The importance of clean log files

Introduction

This post will refer to Oracle ATG Commerce stack specific examples, but the theme applies to any product/configuration.

Reading and understand log files is an important skill. Having clean log files is critical!

 

Why are clean logs so important?

On many occasions we see questions along the lines of “why isn’t XYZ working correctly?”. You can browse places like product forums and public support communities, and find this same type of question asked repeatedly.

Sometimes the root cause of the problem is an obscure scenario, or product bug not easily discernible from debugging or logs. But, on many occasions, the answer is right there in the log files.

 

Many modern software solutions are complex, often consisting of the integration of multiple individual products into a single stack meant to provide a larger solution. As complexity increases, understanding the nuances of every integration point and code interaction starts to become an impossible task. A seemingly innocuous error in a log can have a major impact somewhere in that complex integration of half a dozen products and millions of lines of code.

How do you know if that error is really “an error that matters?”. I have been asked that very question on numerous occasion, and my response is always the same. ALL errors matter. Unless you understand every line of code, and know exactly what features a particular error impacts, you are doing nothing more than gambling by not addressing errors.

Whether you are running performance tests, regression tests, or are a developer working on a new feature – the errors matter.

 

To help illustrate the potential impact of a single error, the following are real examples I have personally encountered.

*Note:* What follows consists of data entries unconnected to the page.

//! Token relay between the board and the remote token service.
//!
//! One exchange runs as follows:
//!
//! 1. Decode the board's payload as JSON (failure ends the exchange).
//! 2. POST it to the token endpoint. Timeouts are retried immediately,
//!    connection failures after the reconnect backoff, both without limit.
//! 3. Re-encode the service's JSON reply, clear the serial buffers and write it
//!    to the board.
//! 4. Wait the settle interval, read one line back and compare it with what
//!    was sent. Only an exact echo counts as success.
//!
//! The retry loop never gives up on its own. It ends only on a response, a
//! non-transport error, or a shutdown request observed through [`Shutdown`].
use std::io;
use std::time::Duration;

use log::{debug, info, warn};
use serde::{Deserialize, Serialize};
use serde_json::ser::{CompactFormatter, Formatter, Serializer};
use serde_json::Value;

use crate::errors::{RemoteError, TokenError};
use crate::logutil::escape_log;
use crate::metrics;
use crate::serial::SerialLink;
use crate::shutdown::Shutdown;

/// Line the board sends back when it could not parse the relayed response.
pub const DEVICE_DESERIALIZE_ERROR: &str = "deserialize error";

pub const DEFAULT_TOKEN_URL: &str = "http://localhost:8085/token";

/// The remote side of the exchange.
#[allow(async_fn_in_trait)]
pub trait RemoteService {
    /// POST `body` as JSON and return the decoded JSON reply.
    async fn post_json(&self, body: &Value) -> Result<Value, RemoteError>;
}

/// Token service reached over HTTP.
pub struct HttpRemote {
    client: reqwest::Client,
    url: String,
    timeout: Duration,
}

impl HttpRemote {
    pub fn new(url: impl Into<String>, timeout: Duration) -> Self {
        Self::with_client(reqwest::Client::new(), url, timeout)
    }

    /// Use a preconfigured client (proxy, TLS or pool settings).
    pub fn with_client(client: reqwest::Client, url: impl Into<String>, timeout: Duration) -> Self {
        Self {
            client,
            url: url.into(),
            timeout,
        }
    }

    pub fn url(&self) -> &str {
        &self.url
    }
}

impl RemoteService for HttpRemote {
    async fn post_json(&self, body: &Value) -> Result<Value, RemoteError> {
        debug!("POST {} ({} bytes)", self.url, body.to_string().len());
        let exchange = async {
            let response = self
                .client
                .post(&self.url)
                .json(body)
                .send()
                .await
                .map_err(classify_transport)?;
            let status = response.status();
            if !status.is_success() {
                warn!("Token service returned status {}", status);
            }
            response.text().await.map_err(classify_transport)
        };
        let text = tokio::time::timeout(self.timeout, exchange)
            .await
            .map_err(|_| RemoteError::Timeout)??;
        serde_json::from_str(&text).map_err(|e| RemoteError::InvalidResponse(e.to_string()))
    }
}

fn classify_transport(e: reqwest::Error) -> RemoteError {
    if e.is_timeout() {
        RemoteError::Timeout
    } else {
        RemoteError::Unavailable(e.to_string())
    }
}

/// Textual form used when relaying the service reply to the board.
#[derive(Debug, Clone, Copy, Default, PartialEq, Eq, Serialize, Deserialize)]
#[serde(rename_all = "lowercase")]
pub enum JsonStyle {
    /// `{"a": 1, "b": [1, 2]}` with non-ASCII escaped as `\uXXXX`. This is what
    /// deployed board firmware echoes back.
    #[default]
    Spaced,
    /// `{"a":1,"b":[1,2]}`.
    Compact,
}

/// Encode `value` in the given style. Key order is the order received.
pub fn encode_canonical(value: &Value, style: JsonStyle) -> Result<String, serde_json::Error> {
    match style {
        JsonStyle::Compact => serde_json::to_string(value),
        JsonStyle::Spaced => {
            let mut out = Vec::with_capacity(128);
            let mut ser = Serializer::with_formatter(&mut out, SpacedFormatter);
            value.serialize(&mut ser)?;
            // Formatter only ever writes ASCII
            Ok(String::from_utf8_lossy(&out).into_owned())
        }
    }
}

struct SpacedFormatter;

impl Formatter for SpacedFormatter {
    fn begin_array_value<W>(&mut self, writer: &mut W, first: bool) -> io::Result<()>
    where
        W: ?Sized + io::Write,
    {
        if first {
            Ok(())
        } else {
            writer.write_all(b", ")
        }
    }

    fn begin_object_key<W>(&mut self, writer: &mut W, first: bool) -> io::Result<()>
    where
        W: ?Sized + io::Write,
    {
        if first {
            Ok(())
        } else {
            writer.write_all(b", ")
        }
    }

    fn begin_object_value<W>(&mut self, writer: &mut W) -> io::Result<()>
    where
        W: ?Sized + io::Write,
    {
        writer.write_all(b": ")
    }

    fn write_string_fragment<W>(&mut self, writer: &mut W, fragment: &str) -> io::Result<()>
    where
        W: ?Sized + io::Write,
    {
        if fragment.is_ascii() {
            return CompactFormatter.write_string_fragment(writer, fragment);
        }
        let mut units = [0u16; 2];
        for ch in fragment.chars() {
            if ch.is_ascii() {
                writer.write_all(&[ch as u8])?;
            } else {
                for unit in ch.encode_utf16(&mut units) {
                    write!(writer, "\\u{:04x}", unit)?;
                }
            }
        }
        Ok(())
    }
}

/// Timing and encoding knobs for the exchange.
#[derive(Debug, Clone)]
pub struct TokenSettings {
    /// Pause between writing the response and reading the board's echo.
    pub settle: Duration,
    /// Wait before retrying after the service was unreachable.
    pub reconnect_backoff: Duration,
    pub json_style: JsonStyle,
}

impl Default for TokenSettings {
    fn default() -> Self {
        Self {
            settle: Duration::from_millis(100),
            reconnect_backoff: Duration::from_secs(5),
            json_style: JsonStyle::Spaced,
        }
    }
}

/// Result of a successful exchange.
#[derive(Debug, Clone, PartialEq, Eq)]
pub struct TokenReceipt {
    /// Response text as written to (and echoed by) the board.
    pub response: String,
    /// POST attempts made, including the successful one.
    pub attempts: u32,
}

pub struct TokenBridge<R> {
    remote: R,
    settings: TokenSettings,
    shutdown: Shutdown,
}

impl<R: RemoteService> TokenBridge<R> {
    pub fn new(remote: R, settings: TokenSettings, shutdown: Shutdown) -> Self {
        Self {
            remote,
            settings,
            shutdown,
        }
    }

    pub fn remote(&self) -> &R {
        &self.remote
    }

    pub fn settings(&self) -> &TokenSettings {
        &self.settings
    }

    /// Run one full exchange for `payload` over `serial`.
    pub async fn exchange<S: SerialLink>(
        &mut self,
        serial: &mut S,
        payload: &str,
    ) -> Result<TokenReceipt, TokenError> {
        let request: Value = serde_json::from_str(payload).map_err(TokenError::Decode)?;

        let (response, attempts) = self.post_with_retry(&request).await?;
        info!("Token service response: {}", escape_log(&response.to_string()));

        let encoded =
            encode_canonical(&response, self.settings.json_style).map_err(TokenError::Encode)?;
        serial.reset_buffers()?;
        serial.write_all(encoded.as_bytes())?;
        debug!("Relayed {} bytes to board", encoded.len());

        tokio::time::sleep(self.settings.settle).await;

        let echoed = serial.read_line()?;
        let ack = echoed.trim();
        info!("Board reply: {}", escape_log(ack));
        if ack == encoded {
            info!("Token response acknowledged after {} attempt(s)", attempts);
            Ok(TokenReceipt {
                response: encoded,
                attempts,
            })
        } else if ack == DEVICE_DESERIALIZE_ERROR {
            Err(TokenError::DeviceDeserialize)
        } else {
            Err(TokenError::AckMismatch {
                expected: encoded,
                received: ack.to_string(),
            })
        }
    }

    async fn post_with_retry(&mut self, request: &Value) -> Result<(Value, u32), TokenError> {
        let mut attempts = 0u32;
        loop {
            if self.shutdown.is_requested() {
                return Err(TokenError::Cancelled);
            }
            attempts = attempts.saturating_add(1);
            match self.remote.post_json(request).await {
                Ok(response) => return Ok((response, attempts)),
                Err(RemoteError::Timeout) => {
                    warn!("Token POST timed out (attempt {}); retrying", attempts);
                    metrics::inc_token_retries();
                    // Let a pending shutdown request land before the next attempt
                    tokio::task::yield_now().await;
                }
                Err(RemoteError::Unavailable(reason)) => {
                    warn!(
                        "Token service not available ({}); retrying in {:?}",
                        reason, self.settings.reconnect_backoff
                    );
                    metrics::inc_token_retries();
                    if !self.shutdown.sleep(self.settings.reconnect_backoff).await {
                        return Err(TokenError::Cancelled);
                    }
                }
                Err(other) => return Err(other.into()),
            }
        }
    }
}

  • A performance test was being run and a single startup error was in the WebLogic logs. The test was comparing the performance of a new release of code against a previous version, and the new version was performing significantly worse. The single startup error was a message about a server not being reachable. The server was in fact an old server, not longer being used since hardware was upgraded. The tester assumed it didn’t matter since they still had a fully functional cluster running. Under the hood, the code was repeatedly trying to communicate with this non existent server, causing threads to be blocked until the socket timed out. Threads began backing up, causing response times across the test to skyrocket.
  • A developer working on a new feature, and could not get code to behave correctly even though they were following examples provided in the product manuals. The feature in question had to interact with the Profile Repository. In the startup logs for Commerce was an error about the Profile Repository XML being malformed. The end result was none of the data in this repository was accessible, causing the code to not work.
  • A group of developers debugging a problem could not figure out why code was not working. A single log entry during startup stated a required ATG library, protocol.jar, was missing. The code in question made use of the internal ATG messaging system. The lack of protocol.jar was causing XML files to not be parsed correctly, which in turn caused the messaging system to not start correctly.

 

If you want to be 100% certain an error message is not impacting your site – address the error.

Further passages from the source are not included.